GFDict.hs

{-|
Module      : GFDict
Description : Script generating GF translation dictionary from data received
              by bridging Princeton WordNet and Russian segment of Open Multilingual WordNet.
Author      : Gleb Lobanov
Maintainer  : mail@gleblobanov.ru
-}
module GFDict where

import qualified PGF2
import Data.Char
import Data.List
import Data.Ord
import Data.List.Split (splitOn)
import Data.Maybe
import qualified Data.Map as Map
import Text.ParserCombinators.Parsec
import Control.Parallel.Strategies

-- | Results of heuristics.
predictionsTSV :: String
predictionsTSV = "engrus/predictions.tsv"

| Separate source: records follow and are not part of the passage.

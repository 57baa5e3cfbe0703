//! Reelnotes Core Library
//!
//! Video id extraction, transcript and segment retrieval, and the two
//! pollers that keep a "current segment" panel in step with a video player.

pub mod backend;
pub mod config;
pub mod error;
pub mod format;
pub mod player;
pub mod segment_index;
pub mod session;
pub mod types;
pub mod video_id;
pub mod view;

mod readiness;
mod sync;
mod timer;

#[cfg(test)]
mod testing;

// Re-export commonly used items at crate root
pub use backend::{Backend, HttpBackend};
pub use config::Config;
pub use error::{Error, Result};
pub use format::{format_keyword_list, format_timestamp, format_transcript, segment_label};
pub use player::{PlayerEvent, PlayerState, VideoWidget};
pub use segment_index::SegmentIndex;
pub use session::{Session, SubmitOutcome};
pub use types::{RawSegment, Segment, StartValue, TranscriptLine};
pub use video_id::{VideoId, extract_video_id};
pub use view::{GalleryImage, SegmentPanel, View};
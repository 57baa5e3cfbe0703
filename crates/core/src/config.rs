use std::time::Duration;

use url::Url;

use crate::error::{Error, Result};

pub const BACKEND_URL_ENV: &str = "REELNOTES_BACKEND_URL";
pub const MAX_ATTEMPTS_ENV: &str = "REELNOTES_READINESS_MAX_ATTEMPTS";
pub const REQUEST_TIMEOUT_ENV: &str = "REELNOTES_REQUEST_TIMEOUT_SECS";

const DEFAULT_BACKEND_URL: &str = "http://127.0.0.1:8000";

#[derive(Clone, Debug)]
pub struct Config {
    pub backend_url: Url,
    /// Period of the playhead poll while the video plays.
    pub playback_interval: Duration,
    /// Period of the poll waiting for segment images.
    pub readiness_interval: Duration,
    /// Minimum gap between refreshes triggered by a segment without image.
    pub refresh_throttle: Duration,
    /// Readiness polls before giving up, `0` polls forever.
    pub readiness_max_attempts: u32,
    pub request_timeout: Option<Duration>,
}

impl Default for Config {
    fn default() -> Self {
        Self {
            backend_url: Url::parse(DEFAULT_BACKEND_URL).expect("default backend url is valid"),
            playback_interval: Duration::from_secs(1),
            readiness_interval: Duration::from_secs(4),
            refresh_throttle: Duration::from_secs(4),
            readiness_max_attempts: 225,
            request_timeout: None,
        }
    }
}

impl Config {
    /// Defaults overlaid with the `REELNOTES_*` environment variables.
    pub fn from_env() -> Result<Self> {
        Self::from_lookup(|key| std::env::var(key).ok())
    }

    fn from_lookup(lookup: impl Fn(&str) -> Option<String>) -> Result<Self> {
        let mut config = Self::default();

        if let Some(url) = lookup(BACKEND_URL_ENV) {
            config.backend_url = Url::parse(url.trim()).map_err(|e| Error::Config {
                key: BACKEND_URL_ENV,
                reason: e.to_string(),
            })?;
        }

        if let Some(attempts) = lookup(MAX_ATTEMPTS_ENV) {
            config.readiness_max_attempts =
                attempts.trim().parse().map_err(|_| Error::Config {
                    key: MAX_ATTEMPTS_ENV,
                    reason: format!("expected a non-negative integer, got {attempts:?}"),
                })?;
        }

        if let Some(secs) = lookup(REQUEST_TIMEOUT_ENV) {
            let secs: u64 = secs.trim().parse().map_err(|_| Error::Config {
                key: REQUEST_TIMEOUT_ENV,
                reason: format!("expected whole seconds, got {secs:?}"),
            })?;
            config.request_timeout = (secs > 0).then(|| Duration::from_secs(secs));
        }

        Ok(config)
    }

    pub fn with_backend_url(mut self, url: &str) -> Result<Self> {
        self.backend_url = Url::parse(url)?;
        Ok(self)
    }
}

#[cfg(test)]
mod tests {
    use std::collections::HashMap;

    use super::*;

    fn from_pairs(pairs: &[(&str, &str)]) -> Result<Config> {
        let env: HashMap<String, String> = pairs
            .iter()
            .map(|(k, v)| (k.to_string(), v.to_string()))
            .collect();
        Config::from_lookup(|key| env.get(key).cloned())
    }

    #[test]
    fn defaults_without_env() {
        let config = from_pairs(&[]).unwrap();
        assert_eq!(config.backend_url.as_str(), "http://127.0.0.1:8000/");
        assert_eq!(config.playback_interval, Duration::from_secs(1));
        assert_eq!(config.readiness_interval, Duration::from_secs(4));
        assert_eq!(config.readiness_max_attempts, 225);
        assert!(config.request_timeout.is_none());
    }

    #[test]
    fn env_overrides_defaults() {
        let config = from_pairs(&[
            (BACKEND_URL_ENV, "https://notes.example.com/app/"),
            (MAX_ATTEMPTS_ENV, "0"),
            (REQUEST_TIMEOUT_ENV, "30"),
        ])
        .unwrap();

        assert_eq!(config.backend_url.as_str(), "https://notes.example.com/app/");
        assert_eq!(config.readiness_max_attempts, 0);
        assert_eq!(config.request_timeout, Some(Duration::from_secs(30)));
    }

    #[test]
    fn invalid_env_values_are_reported() {
        let err = from_pairs(&[(MAX_ATTEMPTS_ENV, "many")]).unwrap_err();
        assert!(matches!(err, Error::Config { key: MAX_ATTEMPTS_ENV, .. }));

        let err = from_pairs(&[(BACKEND_URL_ENV, "not a url")]).unwrap_err();
        assert!(matches!(err, Error::Config { key: BACKEND_URL_ENV, .. }));
    }
}
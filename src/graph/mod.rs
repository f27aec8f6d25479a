//! Tone graphs
//!
//! A graph is the oscillator bank plus the ordered stage chain for one
//! render window. Graphs are built fresh per window and never shared.

mod builder;

pub use builder::{GraphFactory, ToneGraphBuilder};

use crate::dsp::{Effect, EffectChain, OscillatorBank};
use crate::engine::{RenderClock, StereoBuffer};

/// Voices feeding an ordered chain of stages
pub struct ToneGraph {
    bank: OscillatorBank,
    chain: EffectChain,
}

impl ToneGraph {
    pub fn new(bank: OscillatorBank, chain: EffectChain) -> Self {
        Self { bank, chain }
    }

    /// Render one window into `output`, overwriting its contents
    pub fn render(&mut self, output: &mut StereoBuffer, clock: &RenderClock) {
        self.bank.render(output, clock);
        self.chain.process(output, clock);
    }

    pub fn bank(&self) -> &OscillatorBank {
        &self.bank
    }

    pub fn chain(&self) -> &EffectChain {
        &self.chain
    }

    /// Add a stage at its fixed position in the chain
    pub fn add_stage(&mut self, stage: Box<dyn Effect>) {
        self.chain.add(stage);
    }

    /// Display names of every stage in processing order
    pub fn stage_names(&self) -> Vec<String> {
        self.chain
            .iter()
            .map(|e| e.display_name().to_string())
            .collect()
    }
}
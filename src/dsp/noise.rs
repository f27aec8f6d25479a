//! Background noise stage

use rand::rngs::StdRng;
use rand::Rng;

use super::Effect;
use crate::engine::{RenderClock, StereoBuffer};
use crate::impl_effect_common;
use crate::model::EffectKind;

/// Peak noise amplitude at level 1.0
const NOISE_SCALE: f32 = 0.25;

/// Adds independent white noise to each channel
pub struct NoiseMix {
    level: f32,
    rng: StdRng,
}

impl NoiseMix {
    /// `level` 0-1; the random source is owned so each window can be seeded
    pub fn new(level: f64, rng: StdRng) -> Self {
        Self {
            level: (level as f32).clamp(0.0, 1.0),
            rng,
        }
    }
}

impl Effect for NoiseMix {
    impl_effect_common!(Some(EffectKind::Noise), "Noise");

    fn process(&mut self, buffer: &mut StereoBuffer, _clock: &RenderClock) {
        let amplitude = self.level * NOISE_SCALE;
        if amplitude == 0.0 {
            return;
        }
        for channel in &mut buffer.samples {
            for sample in channel.iter_mut() {
                *sample += self.rng.gen_range(-1.0f32..1.0) * amplitude;
            }
        }
    }

    fn prepare(&mut self, _sample_rate: u32) {}

    fn reset(&mut self) {}
}

#[cfg(test)]
mod tests {
    use super::*;
    use rand::SeedableRng;

    #[test]
    fn test_noise_bounded_by_level() {
        let mut noise = NoiseMix::new(0.4, StdRng::seed_from_u64(1));
        let mut buffer = StereoBuffer::new(10_000, 1000);
        noise.process(&mut buffer, &RenderClock::new(0, 1000));
        assert!(buffer.peak() <= 0.1);
        assert!(buffer.peak() > 0.05);
        assert_ne!(buffer.left(), buffer.right());
    }

    #[test]
    fn test_noise_seeded_is_reproducible() {
        let render = || {
            let mut noise = NoiseMix::new(1.0, StdRng::seed_from_u64(42));
            let mut buffer = StereoBuffer::new(256, 1000);
            noise.process(&mut buffer, &RenderClock::new(0, 1000));
            buffer
        };
        assert_eq!(render(), render());
    }

    #[test]
    fn test_zero_level_is_silent() {
        let mut noise = NoiseMix::new(0.0, StdRng::seed_from_u64(3));
        let mut buffer = StereoBuffer::new(64, 1000);
        noise.process(&mut buffer, &RenderClock::new(0, 1000));
        assert_eq!(buffer.peak(), 0.0);
    }
}
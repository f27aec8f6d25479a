//! Shepard tone
//!
//! Six octave-spaced partials glide upward under a raised-cosine spectral
//! envelope, so the tone seems to rise forever. Glide position comes from
//! the render clock; partial phases are accumulated per window.

use std::f64::consts::TAU;

use super::Effect;
use crate::engine::{RenderClock, StereoBuffer};
use crate::impl_effect_common;
use crate::model::EffectKind;

/// Partials (and octaves spanned)
const PARTIALS: usize = 6;

/// Lowest partial sits this many octaves below the base frequency
const OCTAVES_BELOW_BASE: i32 = 3;

/// Per-partial gain so the sum stays near unity
const PARTIAL_GAIN: f64 = 1.0 / PARTIALS as f64;

/// Partials above this fraction of the sample rate are skipped
const NYQUIST_GUARD: f64 = 0.45;

/// Endless glissando added on top of the voices
#[derive(Debug, Clone)]
pub struct ShepardTone {
    /// Glide speed in octaves per second
    speed: f64,
    min_frequency: f64,
    sample_rate: f64,
    phases: [f64; PARTIALS],
}

impl ShepardTone {
    /// # Arguments
    /// * `speed` - Glide speed in octaves per second
    /// * `base_frequency` - Centre of the spectral envelope, usually the lowest voice
    pub fn new(speed: f64, base_frequency: f64) -> Self {
        Self {
            speed,
            min_frequency: base_frequency / 2f64.powi(OCTAVES_BELOW_BASE),
            sample_rate: 48000.0,
            phases: [0.0; PARTIALS],
        }
    }

    pub fn min_frequency(&self) -> f64 {
        self.min_frequency
    }

    /// Position in `[0, 1)` of partial `k` across the spanned octaves at time `t`
    #[inline]
    fn position(&self, k: usize, t: f64) -> f64 {
        let n = PARTIALS as f64;
        (k as f64 / n + self.speed * t / n).rem_euclid(1.0)
    }
}

impl Effect for ShepardTone {
    impl_effect_common!(Some(EffectKind::ShepardTone), "Shepard Tone");

    fn process(&mut self, buffer: &mut StereoBuffer, clock: &RenderClock) {
        let nyquist = self.sample_rate * NYQUIST_GUARD;
        let n = PARTIALS as f64;

        for i in 0..buffer.num_frames() {
            let t = clock.seconds(i);
            let mut sum = 0.0;
            for k in 0..PARTIALS {
                let x = self.position(k, t);
                let frequency = self.min_frequency * 2f64.powf(n * x);
                if frequency > nyquist {
                    continue;
                }
                let amplitude = 0.5 - 0.5 * (TAU * x).cos();
                sum += amplitude * (TAU * self.phases[k]).sin();
                self.phases[k] = (self.phases[k] + frequency / self.sample_rate).fract();
            }
            let sample = (sum * PARTIAL_GAIN) as f32;
            buffer.samples[0][i] += sample;
            buffer.samples[1][i] += sample;
        }
    }

    fn prepare(&mut self, sample_rate: u32) {
        self.sample_rate = sample_rate as f64;
        self.reset();
    }

    fn reset(&mut self) {
        self.phases = [0.0; PARTIALS];
    }
}
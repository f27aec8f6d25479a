//! CLI Command Implementations
//!
//! Implements the actual logic for each CLI command.

use std::fs;
use std::path::Path;

use tracing::info;

use super::RequestArgs;
use crate::codec::{decode_wav, extract};
use crate::config::ExportConfig;
use crate::engine::{plan_span, CancellationToken, StereoBuffer};
use crate::error::{Result, ToneError};
use crate::export::{
    Delivery, ExportOrchestrator, ExportStrategy, LoggingObserver, SlicedExporter,
};
use crate::model::{AudioEffect, EffectKind, EffectSet, FrequencyChannel, RenderRequest};

/// Load the export settings, falling back to defaults
pub fn load_config(path: Option<&Path>) -> Result<ExportConfig> {
    match path {
        Some(path) => {
            info!("Loading config: {}", path.display());
            ExportConfig::from_json_file(path)
        }
        None => Ok(ExportConfig::default()),
    }
}

/// Build the request from a file or from inline options
pub fn build_request(args: &RequestArgs, config: &ExportConfig) -> Result<RenderRequest> {
    if let Some(path) = &args.request {
        info!("Loading request: {}", path.display());
        let content = fs::read_to_string(path)?;
        return Ok(serde_json::from_str(&content)?);
    }

    let mut channels: Vec<FrequencyChannel> = args.channels.clone();
    if channels.is_empty() {
        channels.push(FrequencyChannel::default_with_id(1));
    }
    for (i, channel) in channels.iter_mut().enumerate() {
        channel.id = i as u32 + 1;
    }

    let mut effects = EffectSet::new();
    for arg in &args.effects {
        effects.insert(AudioEffect::enabled(arg.kind, arg.value));
    }

    Ok(RenderRequest::new(args.duration, channels, effects)
        .with_sample_rate(args.sample_rate.unwrap_or(config.sample_rate)))
}

/// Render a request and write the artifact.
pub async fn render(
    args: &RequestArgs,
    config: ExportConfig,
    output: &Path,
    name: &str,
) -> Result<()> {
    let request = build_request(args, &config)?;
    info!(
        "Rendering {:.0}s at {} Hz to {}",
        request.duration_secs,
        request.sample_rate,
        output.display()
    );

    let orchestrator = ExportOrchestrator::new(config);
    let outcome = orchestrator
        .run(&request, &mut LoggingObserver::default(), &CancellationToken::new())
        .await?;

    match &outcome.delivery {
        Delivery::Artifact(artifact) => {
            for path in artifact.write_to(output, name)? {
                println!("Wrote {}", path.display());
            }
        }
        Delivery::File(path) => println!("Wrote {}", path.display()),
    }
    if let Some(fp) = &outcome.fingerprint {
        println!("Fingerprint: {} ({})", fp.signature, fp.id);
    }

    Ok(())
}

/// Print the large slices and render windows a request would use.
pub fn plan(args: &RequestArgs, config: ExportConfig) -> Result<()> {
    let request = build_request(args, &config)?;
    request.validate()?;

    let sample_rate = request.sample_rate;
    let window = config.window_frames(sample_rate);
    let exporter = SlicedExporter::new(config);
    let orchestrator = ExportOrchestrator::new(exporter.config().clone());
    let slices = exporter.plan(&request);

    println!(
        "{:.0}s at {} Hz: {} frames, {} part(s)",
        request.duration_secs,
        sample_rate,
        request.total_frames(),
        slices.len()
    );
    println!("{:-<60}", "");
    for slice in &slices {
        let windows = plan_span(slice.start_frame, slice.frame_count, window).len();
        println!(
            "part{:02}  start {:>8.1}s  length {:>7.1}s  {} window(s)",
            slice.index + 1,
            slice.start_secs(sample_rate),
            slice.duration_secs(sample_rate),
            windows
        );
    }
    println!("{:-<60}", "");

    let strategy = orchestrator.select_strategy(&request);
    let timeout = orchestrator.timeout_for(&request);
    println!("Strategy: {}", strategy);
    println!("Timeout: {:.0}s", timeout.as_secs_f64());
    if strategy != ExportStrategy::Local {
        println!("(only local exports are available from the command line)");
    }

    Ok(())
}

/// Print the effect catalog.
pub fn list_effects() -> Result<()> {
    println!(
        "{:<16} {:<12} {:>8} {:>8} {:>6} {:>8}  {}",
        "ID", "CLASS", "MIN", "MAX", "STEP", "DEFAULT", "VALUE"
    );
    println!("{:-<80}", "");
    for kind in EffectKind::ALL {
        let spec = kind.spec();
        println!(
            "{:<16} {:<12} {:>8} {:>8} {:>6} {:>8}  {} ({})",
            kind.as_str(),
            format!("{:?}", kind.class()).to_lowercase(),
            spec.min,
            spec.max,
            spec.step,
            spec.default,
            spec.label,
            spec.unit
        );
    }
    Ok(())
}

/// Describe a WAV file.
pub fn inspect(path: &Path) -> Result<()> {
    info!("Inspecting: {}", path.display());

    let bytes = fs::read(path)?;
    let decoded = decode_wav(&bytes)?;

    println!("File: {}", path.display());
    println!("Sample rate: {} Hz", decoded.sample_rate);
    println!("Channels: {}", decoded.num_channels());
    println!("Bits per sample: {}", decoded.bits_per_sample);
    println!(
        "Duration: {:.3}s ({} frames)",
        decoded.duration_secs(),
        decoded.num_frames()
    );

    if decoded.num_channels() == 2 {
        let mut channels = decoded.channels;
        let right = channels.pop().unwrap_or_default();
        let left = channels.pop().unwrap_or_default();
        let buffer = StereoBuffer::from_channels(left, right, decoded.sample_rate)?;
        println!("Peak: {:.4}", buffer.peak());
        println!(
            "RMS: {:.1} dB / {:.1} dB",
            buffer.rms_db(0),
            buffer.rms_db(1)
        );
        match extract(&buffer) {
            Some(fp) => println!("Fingerprint: {} ({}, v{})", fp.signature, fp.id, fp.version),
            None => println!("Fingerprint: none found"),
        }
    } else if decoded.num_channels() != 1 {
        return Err(ToneError::UnsupportedChannelCount {
            count: decoded.num_channels(),
        });
    }

    Ok(())
}

#[cfg(test)]
mod tests {
    use super::*;
    use crate::codec::encode_wav;
    use crate::model::Waveform;

    fn args() -> RequestArgs {
        RequestArgs {
            request: None,
            duration: 45.0,
            channels: vec![
                FrequencyChannel::new(0, 200.0, Waveform::Sine),
                FrequencyChannel::new(0, 300.0, Waveform::Square),
            ],
            effects: vec![super::super::EffectArg {
                kind: EffectKind::Noise,
                value: 0.2,
            }],
            sample_rate: None,
        }
    }

    #[test]
    fn test_build_request_assigns_ids() {
        let request = build_request(&args(), &ExportConfig::default()).unwrap();
        let ids: Vec<u32> = request.channels.iter().map(|c| c.id).collect();
        assert_eq!(ids, vec![1, 2]);
        assert_eq!(request.sample_rate, 48000);
        assert_eq!(request.effects.enabled_value(EffectKind::Noise), Some(0.2));
        assert!(request.validate().is_ok());
    }

    #[test]
    fn test_build_request_default_channel() {
        let mut a = args();
        a.channels.clear();
        let request = build_request(&a, &ExportConfig::default()).unwrap();
        assert_eq!(request.channels.len(), 1);
        assert_eq!(request.channels[0].frequency, 432.0);
    }

    #[test]
    fn test_build_request_from_file() {
        let dir = tempfile::tempdir().unwrap();
        let path = dir.path().join("request.json");
        fs::write(
            &path,
            r#"{"duration_secs": 60, "frequencies": [{"id": 1, "frequency": 528, "waveform": "triangle", "enabled": true}]}"#,
        )
        .unwrap();
        let mut a = args();
        a.request = Some(path);
        let request = build_request(&a, &ExportConfig::default()).unwrap();
        assert_eq!(request.channels[0].waveform, Waveform::Triangle);
        assert_eq!(request.sample_rate, 48000);
    }

    #[test]
    fn test_inspect_wav() {
        let dir = tempfile::tempdir().unwrap();
        let path = dir.path().join("tone.wav");
        fs::write(&path, encode_wav(&[vec![0.5; 100], vec![-0.5; 100]], 8000).unwrap()).unwrap();
        assert!(inspect(&path).is_ok());
    }
}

-- | Abstract syntax for offline translation app.
dictionaryGF :: String
dictionaryGF = "engrus/Dictionary.gf"

-- | Russian concrete syntax for offline translation app.
dictionaryRus = "engrus/DictionaryRus.gf"

-- | Compiled grammar.
dictionaryPGF :: String
dictionaryPGF = "engrus/Dictionary.pgf"

-- | Russian abstract syntax.
dictRusPGF :: String
dictRusPGF = "engrus/DictRusAbs.pgf"

-- | Concrete English syntax name for offline translation app.
concEng = "DictionaryEng"

-- | Name of a variant of concrete Russian syntax.
concRus = "DictRus"

-- | A variant of concrete Russian syntax.
concRusFile = "engrus/DictRus.gf"

-- | WordNet lemma.
type Lemma = String

-- | A line of the file with results of heuristics.
data PredRecord = PredRecord { predWNId :: String,
                               predPS   :: PoS,
                               predEng  :: Lemma,
                               predRus  :: Lemma }
                  deriving (Show)

-- | Heuristics data.
type PredData = [PredRecord]


-- | GF abstract syntax id for the offline translation app grammar.
type AbsId = String

-- | Princeton WordNet offset.
type AbsWNId = String

-- | Record binding GF abstract syntax id and Princeton WordNet offset.
data AbsRecord = AbsRecord { absId   :: AbsId,
                             absPS   :: PoS,
                             absWNId :: AbsWNId }
                 deriving (Eq, Ord, Show)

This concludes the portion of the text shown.